*** Data under study
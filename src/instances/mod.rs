// Bundled problem instances: numeric configuration fed into the generic
// model-construction layer

pub mod farmer;
pub mod manufacturer;
// End-to-end solves against the default backend

use stochopt::instances::{farmer, manufacturer};
use stochopt::{
    LinearExpr, Model, Objective, RelOp, Sense, SolveStatus, SolverBackend, SolverFactory,
};

/// minimize 150 x1 + 230 x2, x1 + x2 <= 500, x1 >= 200, x2 >= 240
fn small_instance() -> Model {
    let mut model = Model::new("small");
    let x1 = model.continuous("x1").unwrap();
    let x2 = model.continuous("x2").unwrap();
    model.constrain(
        "capacity",
        LinearExpr::term(x1, 1.0) + LinearExpr::term(x2, 1.0),
        RelOp::LessOrEqual,
        500.0,
    );
    model.constrain(
        "x1_floor",
        LinearExpr::term(x1, 1.0),
        RelOp::GreaterOrEqual,
        200.0,
    );
    model.constrain(
        "x2_floor",
        LinearExpr::term(x2, 1.0),
        RelOp::GreaterOrEqual,
        240.0,
    );
    model.set_objective(Objective {
        sense: Sense::Minimize,
        expr: LinearExpr::term(x1, 150.0) + LinearExpr::term(x2, 230.0),
    });
    model
}

#[test]
fn round_trip_on_the_small_instance() {
    let model = small_instance();
    let solver = SolverFactory::create(SolverBackend::Auto).unwrap();
    let result = solver.solve(&model).unwrap();

    assert_eq!(result.status, SolveStatus::Optimal);
    let objective = result.objective_value.unwrap();
    assert!((objective - 85200.0).abs() < 1e-6);
    assert!((result.variable_values["x1"] - 200.0).abs() < 1e-6);
    assert!((result.variable_values["x2"] - 240.0).abs() < 1e-6);
}

#[test]
fn over_constrained_instance_is_infeasible_with_no_solution_data() {
    let mut model = small_instance();
    let x1 = model
        .registry()
        .iter()
        .find(|(_, v)| v.name == "x1")
        .map(|(id, _)| id)
        .unwrap();
    let x2 = model
        .registry()
        .iter()
        .find(|(_, v)| v.name == "x2")
        .map(|(id, _)| id)
        .unwrap();
    model.constrain(
        "tight",
        LinearExpr::term(x1, 1.0) + LinearExpr::term(x2, 1.0),
        RelOp::LessOrEqual,
        100.0,
    );

    let solver = SolverFactory::create(SolverBackend::Auto).unwrap();
    let result = solver.solve(&model).unwrap();

    assert_eq!(result.status, SolveStatus::Infeasible);
    assert!(result.objective_value.is_none());
    assert!(result.variable_values.is_empty());
}

#[test]
fn unbounded_instance_is_reported_as_data() {
    let mut model = Model::new("unbounded");
    let x = model.continuous("x").unwrap();
    model.set_objective(Objective {
        sense: Sense::Maximize,
        expr: LinearExpr::term(x, 1.0),
    });

    let solver = SolverFactory::create(SolverBackend::Auto).unwrap();
    let result = solver.solve(&model).unwrap();

    assert_eq!(result.status, SolveStatus::Unbounded);
    assert!(result.objective_value.is_none());
}

#[test]
fn solving_twice_is_idempotent() {
    let model = small_instance();
    let solver = SolverFactory::create(SolverBackend::Auto).unwrap();
    let first = solver.solve(&model).unwrap();
    let second = solver.solve(&model).unwrap();
    assert_eq!(first, second);
}

#[test]
fn farmer_deterministic_average_yields() {
    let model = farmer::deterministic(1.0).unwrap();
    let solver = SolverFactory::create(SolverBackend::Auto).unwrap();
    let result = solver.solve(&model).unwrap();

    assert_eq!(result.status, SolveStatus::Optimal);
    // Known optimum: 120 acres wheat, 80 corn, 300 beets, profit 118600
    assert!((result.objective_value.unwrap() - 118_600.0).abs() < 1e-3);
    assert!((result.variable_values["acres_beet"] - 300.0).abs() < 1e-6);
}

#[test]
fn farmer_deterministic_good_weather() {
    let model = farmer::deterministic(1.2).unwrap();
    let solver = SolverFactory::create(SolverBackend::Auto).unwrap();
    let result = solver.solve(&model).unwrap();

    assert_eq!(result.status, SolveStatus::Optimal);
    assert!((result.objective_value.unwrap() - 167_666.666_666).abs() < 1e-3);
}

#[test]
fn farmer_two_stage_expected_profit() {
    let model = farmer::two_stage().unwrap();
    let solver = SolverFactory::create(SolverBackend::Auto).unwrap();
    let result = solver.solve(&model).unwrap();

    assert_eq!(result.status, SolveStatus::Optimal);
    // Known optimum of the three-scenario farmer problem
    assert!((result.objective_value.unwrap() - 108_390.0).abs() < 1e-3);
    assert!((result.variable_values["acres_wheat"] - 170.0).abs() < 1e-4);
    assert!((result.variable_values["acres_corn"] - 80.0).abs() < 1e-4);
    assert!((result.variable_values["acres_beet"] - 250.0).abs() < 1e-4);
}

#[test]
fn manufacturer_deterministic_profit() {
    let model = manufacturer::deterministic().unwrap();
    let solver = SolverFactory::create(SolverBackend::Auto).unwrap();
    let result = solver.solve(&model).unwrap();

    assert_eq!(result.status, SolveStatus::Optimal);
    // b is maxed at 200, a fills the remaining batch capacity at 400
    assert!((result.objective_value.unwrap() - 5_800.0).abs() < 1e-3);
    assert!((result.variable_values["units_a_base"] - 400.0).abs() < 1e-4);
    assert!((result.variable_values["units_b_base"] - 200.0).abs() < 1e-4);
}

#[test]
fn manufacturer_expansion_profit() {
    let model = manufacturer::expansion().unwrap();
    let solver = SolverFactory::create(SolverBackend::Auto).unwrap();
    let result = solver.solve(&model).unwrap();

    assert_eq!(result.status, SolveStatus::Optimal);
    // Demand is fully served from existing capacity; only component costs
    // are incurred: 50*500 + 60*200 - 0.4 * (500/6)
    assert!((result.objective_value.unwrap() - 36_966.666_666).abs() < 1e-3);
}

#[test]
fn manufacturer_two_stage_solves_to_optimality() {
    let model = manufacturer::two_stage().unwrap();
    let solver = SolverFactory::create(SolverBackend::Auto).unwrap();
    let result = solver.solve(&model).unwrap();

    assert_eq!(result.status, SolveStatus::Optimal);
    let value = result.objective_value.unwrap();
    assert!(value > 0.0);
    // First-stage batch levels respect the shared limit and floors
    let c1 = result.variable_values["batches_c1"];
    let c2 = result.variable_values["batches_c2"];
    assert!(c1 >= 40.0 - 1e-6 && c2 >= 20.0 - 1e-6);
    assert!(c1 + c2 <= 120.0 + 1e-6);
}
******
Work order:
Take the entries above and return all of them exactly.

Your solution:
filename src/instances/mod.rs
// Bundled problem instances: numeric configuration fed into the generic
// model-construction layer

pub mod farmer;
pub mod manufacturer;
// End-to-end solves against the default backend

use stochopt::instances::{farmer, manufacturer};
use stochopt::{
    LinearExpr, Model, Objective, RelOp, Sense, SolveStatus, SolverBackend, SolverFactory,
};

/// minimize 150 x1 + 230 x2, x1 + x2 <= 500, x1 >= 200, x2 >= 240
fn small_instance() -> Model {
    let mut model = Model::new("small");
    let x1 = model.continuous("x1").unwrap();
    let x2 = model.continuous("x2").unwrap();
    model.constrain(
        "capacity",
        LinearExpr::term(x1, 1.0) + LinearExpr::term(x2, 1.0),
        RelOp::LessOrEqual,
        500.0,
    );
    model.constrain(
        "x1_floor",
        LinearExpr::term(x1, 1.0),
        RelOp::GreaterOrEqual,
        200.0,
    );
    model.constrain(
        "x2_floor",
        LinearExpr::term(x2, 1.0),
        RelOp::GreaterOrEqual,
        240.0,
    );
    model.set_objective(Objective {
        sense: Sense::Minimize,
        expr: LinearExpr::term(x1, 150.0) + LinearExpr::term(x2, 230.0),
    });
    model
}

#[test]
fn round_trip_on_the_small_instance() {
    let model = small_instance();
    let solver = SolverFactory::create(SolverBackend::Auto).unwrap();
    let result = solver.solve(&model).unwrap();

    assert_eq!(result.status, SolveStatus::Optimal);
    let objective = result.objective_value.unwrap();
    assert!((objective - 85200.0).abs() < 1e-6);
    assert!((result.variable_values["x1"] - 200.0).abs() < 1e-6);
    assert!((result.variable_values["x2"] - 240.0).abs() < 1e-6);
}

#[test]
fn over_constrained_instance_is_infeasible_with_no_solution_data() {
    let mut model = small_instance();
    let x1 = model
        .registry()
        .iter()
        .find(|(_, v)| v.name == "x1")
        .map(|(id, _)| id)
        .unwrap();
    let x2 = model
        .registry()
        .iter()
        .find(|(_, v)| v.name == "x2")
        .map(|(id, _)| id)
        .unwrap();
    model.constrain(
        "tight",
        LinearExpr::term(x1, 1.0) + LinearExpr::term(x2, 1.0),
        RelOp::LessOrEqual,
        100.0,
    );

    let solver = SolverFactory::create(SolverBackend::Auto).unwrap();
    let result = solver.solve(&model).unwrap();

    assert_eq!(result.status, SolveStatus::Infeasible);
    assert!(result.objective_value.is_none());
    assert!(result.variable_values.is_empty());
}

#[test]
fn unbounded_instance_is_reported_as_data() {
    let mut model = Model::new("unbounded");
    let x = model.continuous("x").unwrap();
    model.set_objective(Objective {
        sense: Sense::Maximize,
        expr: LinearExpr::term(x, 1.0),
    });

    let solver = SolverFactory::create(SolverBackend::Auto).unwrap();
    let result = solver.solve(&model).unwrap();

    assert_eq!(result.status, SolveStatus::Unbounded);
    assert!(result.objective_value.is_none());
}

#[test]
fn solving_twice_is_idempotent() {
    let model = small_instance();
    let solver = SolverFactory::create(SolverBackend::Auto).unwrap();
    let first = solver.solve(&model).unwrap();
    let second = solver.solve(&model).unwrap();
    assert_eq!(first, second);
}

#[test]
fn farmer_deterministic_average_yields() {
    let model = farmer::deterministic(1.0).unwrap();
    let solver = SolverFactory::create(SolverBackend::Auto).unwrap();
    let result = solver.solve(&model).unwrap();

    assert_eq!(result.status, SolveStatus::Optimal);
    // Known optimum: 120 acres wheat, 80 corn, 300 beets, profit 118600
    assert!((result.objective_value.unwrap() - 118_600.0).abs() < 1e-3);
    assert!((result.variable_values["acres_beet"] - 300.0).abs() < 1e-6);
}

#[test]
fn farmer_deterministic_good_weather() {
    let model = farmer::deterministic(1.2).unwrap();
    let solver = SolverFactory::create(SolverBackend::Auto).unwrap();
    let result = solver.solve(&model).unwrap();

    assert_eq!(result.status, SolveStatus::Optimal);
    assert!((result.objective_value.unwrap() - 167_666.666_666).abs() < 1e-3);
}

#[test]
fn farmer_two_stage_expected_profit() {
    let model = farmer::two_stage().unwrap();
    let solver = SolverFactory::create(SolverBackend::Auto).unwrap();
    let result = solver.solve(&model).unwrap();

    assert_eq!(result.status, SolveStatus::Optimal);
    // Known optimum of the three-scenario farmer problem
    assert!((result.objective_value.unwrap() - 108_390.0).abs() < 1e-3);
    assert!((result.variable_values["acres_wheat"] - 170.0).abs() < 1e-4);
    assert!((result.variable_values["acres_corn"] - 80.0).abs() < 1e-4);
    assert!((result.variable_values["acres_beet"] - 250.0).abs() < 1e-4);
}

#[test]
fn manufacturer_deterministic_profit() {
    let model = manufacturer::deterministic().unwrap();
    let solver = SolverFactory::create(SolverBackend::Auto).unwrap();
    let result = solver.solve(&model).unwrap();

    assert_eq!(result.status, SolveStatus::Optimal);
    // b is maxed at 200, a fills the remaining batch capacity at 400
    assert!((result.objective_value.unwrap() - 5_800.0).abs() < 1e-3);
    assert!((result.variable_values["units_a_base"] - 400.0).abs() < 1e-4);
    assert!((result.variable_values["units_b_base"] - 200.0).abs() < 1e-4);
}

#[test]
fn manufacturer_expansion_profit() {
    let model = manufacturer::expansion().unwrap();
    let solver = SolverFactory::create(SolverBackend::Auto).unwrap();
    let result = solver.solve(&model).unwrap();

    assert_eq!(result.status, SolveStatus::Optimal);
    // Demand is fully served from existing capacity; only component costs
    // are incurred: 50*500 + 60*200 - 0.4 * (500/6)
    assert!((result.objective_value.unwrap() - 36_966.666_666).abs() < 1e-3);
}

#[test]
fn manufacturer_two_stage_solves_to_optimality() {
    let model = manufacturer::two_stage().unwrap();
    let solver = SolverFactory::create(SolverBackend::Auto).unwrap();
    let result = solver.solve(&model).unwrap();

    assert_eq!(result.status, SolveStatus::Optimal);
    let value = result.objective_value.unwrap();
    assert!(value > 0.0);
    // First-stage batch levels respect the shared limit and floors
    let c1 = result.variable_values["batches_c1"];
    let c2 = result.variable_values["batches_c2"];
    assert!(c1 >= 40.0 - 1e-6 && c2 >= 20.0 - 1e-6);
    assert!(c1 + c2 <= 120.0 + 1e-6);
}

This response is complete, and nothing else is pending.